Un changement jugé déjà négatif par les auto-écoles

Pour le moment la situation est difficile pour les auto-écoles. Car, le nombre de candidats à présenter est limité. « Au départ, on s’était convenu avec la direction générale des transports terrestres (DGTCC) de programmer 15 candidats par gendarme, de façon quotidienne. On nous avait dit que les gendarmes pouvaient examiner 50 candidats par jour. Après trois jours de travail, on nous appelle et on nous dit de revenir à dix. Par la suite, on dit de revenir à 7 candidats par jour. C’est une perte pour les auto-écoles qui sont des opérateurs privés », souligne le vice-président de l’Unaeci.

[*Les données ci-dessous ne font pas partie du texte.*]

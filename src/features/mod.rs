pub mod analytics;
pub mod auth;
pub mod departments;
pub mod incidents;
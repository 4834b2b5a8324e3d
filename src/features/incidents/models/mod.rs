pub mod incident;
pub mod upload;

pub use incident::{
    AddressBundle, EnrichedLocation, Incident, IncidentCategory, IncidentStatus, NewIncident,
};
pub use upload::ImageUpload;
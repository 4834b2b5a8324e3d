pub mod coordinate_resolver;
pub mod enrichment_service;
pub mod incident_service;
pub mod nearby;

pub use enrichment_service::{EnrichmentService, IncidentSubmission};
pub use incident_service::{IncidentFilters, IncidentService};
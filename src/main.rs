mod core;
mod features;
mod modules;
mod shared;

use crate::core::config::Config;
use crate::core::openapi::ApiDoc;
use crate::core::{database, middleware};
use crate::features::analytics::{routes as analytics_routes, AnalyticsService};
use crate::features::auth::routes as auth_routes;
use crate::features::auth::{AuthService, InMemoryTokenStore, TokenStore};
use crate::features::departments::{routes as departments_routes, DepartmentService};
use crate::features::incidents::handlers::IncidentsState;
use crate::features::incidents::providers::{
    DescriptionProvider, DescriptionProviderChain, GeminiProvider, GeocodeProviderChain,
    GoogleGeocoder, LocationProvider, NominatimGeocoder,
};
use crate::features::incidents::routes as incidents_routes;
use crate::features::incidents::services::{EnrichmentService, IncidentService};
use crate::modules::storage::LocalUploadStore;
use axum::extract::DefaultBodyLimit;
use axum::Router;
use std::sync::Arc;
use tower_http::request_id::{PropagateRequestIdLayer, SetRequestIdLayer};
use tower_http::services::ServeDir;
use tower_http::trace::{DefaultOnRequest, DefaultOnResponse, TraceLayer};
use tracing::Level;
use tracing_subscriber::{layer::SubscriberExt, util::SubscriberInitExt};
use utoipa::OpenApi;

fn main() -> anyhow::Result<()> {
    // Build Tokio runtime with configurable worker threads
    let worker_threads = std::env::var("TOKIO_WORKER_THREADS")
        .ok()
        .and_then(|s| s.parse().ok())
        .unwrap_or_else(|| {
            std::thread::available_parallelism()
                .map(|p| p.get())
                .unwrap_or(4)
        });

    let runtime = tokio::runtime::Builder::new_multi_thread()
        .worker_threads(worker_threads)
        .max_blocking_threads(worker_threads * 4)
        .enable_all()
        .build()?;

    runtime.block_on(async_main(worker_threads))
}

async fn async_main(worker_threads: usize) -> anyhow::Result<()> {
    // Load .env file BEFORE initializing logger so RUST_LOG is available
    let _ = dotenvy::dotenv();

    tracing_subscriber::registry()
        .with(
            tracing_subscriber::EnvFilter::try_from_default_env().unwrap_or_else(|_| "info".into()),
        )
        .with(tracing_subscriber::fmt::layer())
        .init();

    let config = Config::from_env().map_err(|e| anyhow::anyhow!(e))?;

    tracing::info!(
        "System info: tokio_worker_threads={}, pid={}",
        worker_threads,
        std::process::id()
    );

    // Create database connection pool and run migrations
    let pool = database::create_pool(&config.database).await?;
    tracing::info!("Database connection pool created");

    sqlx::migrate!("./migrations")
        .run(&pool)
        .await
        .map_err(|e| anyhow::anyhow!("Migration failed: {}", e))?;
    tracing::info!("Database migrations completed");

    // Opaque bearer tokens live in process memory; a restart logs everyone out
    let token_store: Arc<dyn TokenStore> = Arc::new(InMemoryTokenStore::new());
    let auth_service = Arc::new(AuthService::new(
        pool.clone(),
        Arc::clone(&token_store),
        config.auth.admin_security_key.clone(),
    ));
    tracing::info!("Auth service initialized");

    // Local disk storage for report photos
    let upload_store = Arc::new(LocalUploadStore::new(&config.upload.dir));
    upload_store.init().await.map_err(|e| anyhow::anyhow!(e))?;
    tracing::info!("Upload store initialized at {}", config.upload.dir);

    // Build provider chains. A provider without an API key is left out of
    // its chain; Nominatim needs no key and always participates. Nominatim's
    // usage policy requires an identifying user agent, so the shared client
    // carries one.
    let http_client = reqwest::Client::builder()
        .user_agent("IncidentCore/1.0 (incident-enrichment-pipeline)")
        .timeout(config.providers.timeout)
        .build()?;

    let mut location_providers: Vec<Arc<dyn LocationProvider>> = Vec::new();
    let mut description_providers: Vec<Arc<dyn DescriptionProvider>> = Vec::new();

    if let Some(key) = config.providers.gemini_api_key.clone() {
        let gemini = Arc::new(GeminiProvider::new(
            http_client.clone(),
            key,
            config.providers.gemini_base_url.clone(),
        ));
        location_providers.push(gemini.clone());
        description_providers.push(gemini);
        tracing::info!("Gemini provider enabled");
    }
    if let Some(key) = config.providers.google_maps_api_key.clone() {
        location_providers.push(Arc::new(GoogleGeocoder::new(
            http_client.clone(),
            key,
            config.providers.google_geocode_base_url.clone(),
        )));
        tracing::info!("Google geocoding provider enabled");
    }
    location_providers.push(Arc::new(NominatimGeocoder::new(
        http_client.clone(),
        config.providers.nominatim_base_url.clone(),
    )));

    let geocoder = Arc::new(GeocodeProviderChain::new(
        location_providers,
        config.providers.timeout,
    ));
    let describer = Arc::new(DescriptionProviderChain::new(
        description_providers,
        config.providers.timeout,
    ));
    tracing::info!("Provider chains initialized");

    // Domain services
    let incident_service = Arc::new(IncidentService::new(pool.clone()));
    let enrichment_service = Arc::new(EnrichmentService::new(
        Arc::clone(&incident_service),
        Arc::clone(&geocoder),
        describer,
        Arc::clone(&upload_store),
    ));
    let department_service = Arc::new(DepartmentService::new(pool.clone()));
    let analytics_service = Arc::new(AnalyticsService::new(pool.clone()));
    tracing::info!("Domain services initialized");

    let incidents_state = IncidentsState {
        enrichment: enrichment_service,
        incidents: incident_service,
        geocoder,
    };

    // Protected routes (require a valid bearer token)
    let protected_routes = Router::new()
        .merge(auth_routes::protected_routes(Arc::clone(&auth_service)))
        .merge(incidents_routes::protected_routes(incidents_state.clone()))
        .merge(analytics_routes::routes(analytics_service))
        .route_layer(axum::middleware::from_fn_with_state(
            Arc::clone(&token_store),
            middleware::auth_middleware,
        ));

    async fn health_check() -> axum::http::StatusCode {
        axum::http::StatusCode::OK
    }
    let health_route = Router::new().route("/health", axum::routing::get(health_check));

    async fn openapi_json() -> axum::Json<utoipa::openapi::OpenApi> {
        axum::Json(ApiDoc::openapi())
    }
    let docs_route =
        Router::new().route("/api-docs/openapi.json", axum::routing::get(openapi_json));

    // Public routes (no auth required)
    let public_routes = Router::new()
        .merge(auth_routes::public_routes(auth_service))
        .merge(incidents_routes::public_routes(incidents_state))
        .merge(departments_routes::routes(department_service));

    let app = Router::new()
        .merge(protected_routes)
        .merge(public_routes)
        .merge(health_route)
        .merge(docs_route)
        .nest_service("/uploads", ServeDir::new(upload_store.dir()))
        .layer(DefaultBodyLimit::max(config.upload.max_bytes))
        .layer(middleware::cors_layer(
            config.app.cors_allowed_origins.clone(),
        ))
        // Propagate X-Request-Id to response headers
        .layer(PropagateRequestIdLayer::x_request_id())
        .layer(
            TraceLayer::new_for_http()
                .make_span_with(middleware::MakeSpanWithRequestId)
                .on_request(DefaultOnRequest::new().level(Level::INFO))
                .on_response(DefaultOnResponse::new().level(Level::INFO)),
        )
        // Generate X-Request-Id using UUID v7 (or use client-provided one)
        .layer(SetRequestIdLayer::x_request_id(middleware::MakeRequestUuid));

    // Start server
    let addr = config.app.server_address();
    let socket_addr: std::net::SocketAddr = addr
        .parse()
        .map_err(|e| anyhow::anyhow!("Invalid address: {}", e))?;

    // Use socket2 for TCP listener configuration
    let socket = socket2::Socket::new(
        socket2::Domain::for_address(socket_addr),
        socket2::Type::STREAM,
        Some(socket2::Protocol::TCP),
    )?;

    socket.set_reuse_address(true)?;
    #[cfg(unix)]
    socket.set_reuse_port(true)?;
    socket.set_nodelay(true)?;

    socket.set_recv_buffer_size(256 * 1024)?;
    socket.set_send_buffer_size(256 * 1024)?;

    #[cfg(target_os = "linux")]
    {
        let keepalive = socket2::TcpKeepalive::new()
            .with_time(std::time::Duration::from_secs(60))
            .with_interval(std::time::Duration::from_secs(10))
            .with_retries(3);
        socket.set_tcp_keepalive(&keepalive)?;
    }
    #[cfg(not(target_os = "linux"))]
    {
        let keepalive = socket2::TcpKeepalive::new().with_time(std::time::Duration::from_secs(60));
        socket.set_tcp_keepalive(&keepalive)?;
    }

    socket.set_nonblocking(true)?;
    socket.bind(&socket_addr.into())?;
    socket.listen(65535)?;

    let listener = tokio::net::TcpListener::from_std(socket.into())?;
    tracing::info!("Server listening on http://{}", addr);

    axum::serve(listener, app).await?;

    Ok(())
}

Durée du passage pour le code assez long

Les auto-écoles désapprouvent le temps mis par les candidats. « On nous apprend qu’il faut 13 questionnaires au code. Le candidat passe 45 mn dans la salle. C’est excessif. Un candidat qui maîtrise son sujet, n’a pas besoin de passer toute la journée avec un inspecteur alors que des milliers de candidats attendent. Soit les gendarmes ne sont pas suffisamment rodés, soit ils ne sont pas en nombre suffisant. Il y a des fois où des candidats restent au Plateau jusqu’à 22h. C’est dangereux pour les jeunes candidats qui viennent de loin. La situation est la même à l’intérieur du pays, les auto-écoles sont contraintes d’attendre deux semaines pour voir des inspecteurs dans leurs localités. Et si ces inspecteurs doivent prendre que quelques candidats, vous voyez ce que cela fait » dépeint avec amertume M. Cissé. 

Des règles des examens de conduite qui changent

« Nous ne sommes pas contre les gendarmes, mais nous voulons plus d’inspecteurs pour que les auto-écoles puissent travailler. Il faut améliorer la méthode de travail. Nous avons besoin de respect. Bientôt, nous serons dans la réforme, avec le Projet d’appui à la modernisation du secteur des transports (Pamoset). Mais, en attendant ce programme d’enseignement commun, il faut que les mesures existantes soient celles qui s’appliquent. Concernant la conduite, nous faisons le créneau avec 6 piquets. Les gendarmes sont venus avec 8 piquets. On ne comprend pas cela. Concernant le slalom, les gendarmes font le huit. Pourtant nous n’avons pas enseigné ces nouvelles donnes aux candidats. Veut-on nous humilier ou bien ?», s’interroge avec colère le vice-président de l’Unaeci. Puis d’ajouter : « on n’a pas besoin de demander à un candidat de rouler des II Plateaux jusqu’à Abobo. Ce n’est pas une période de recyclage ».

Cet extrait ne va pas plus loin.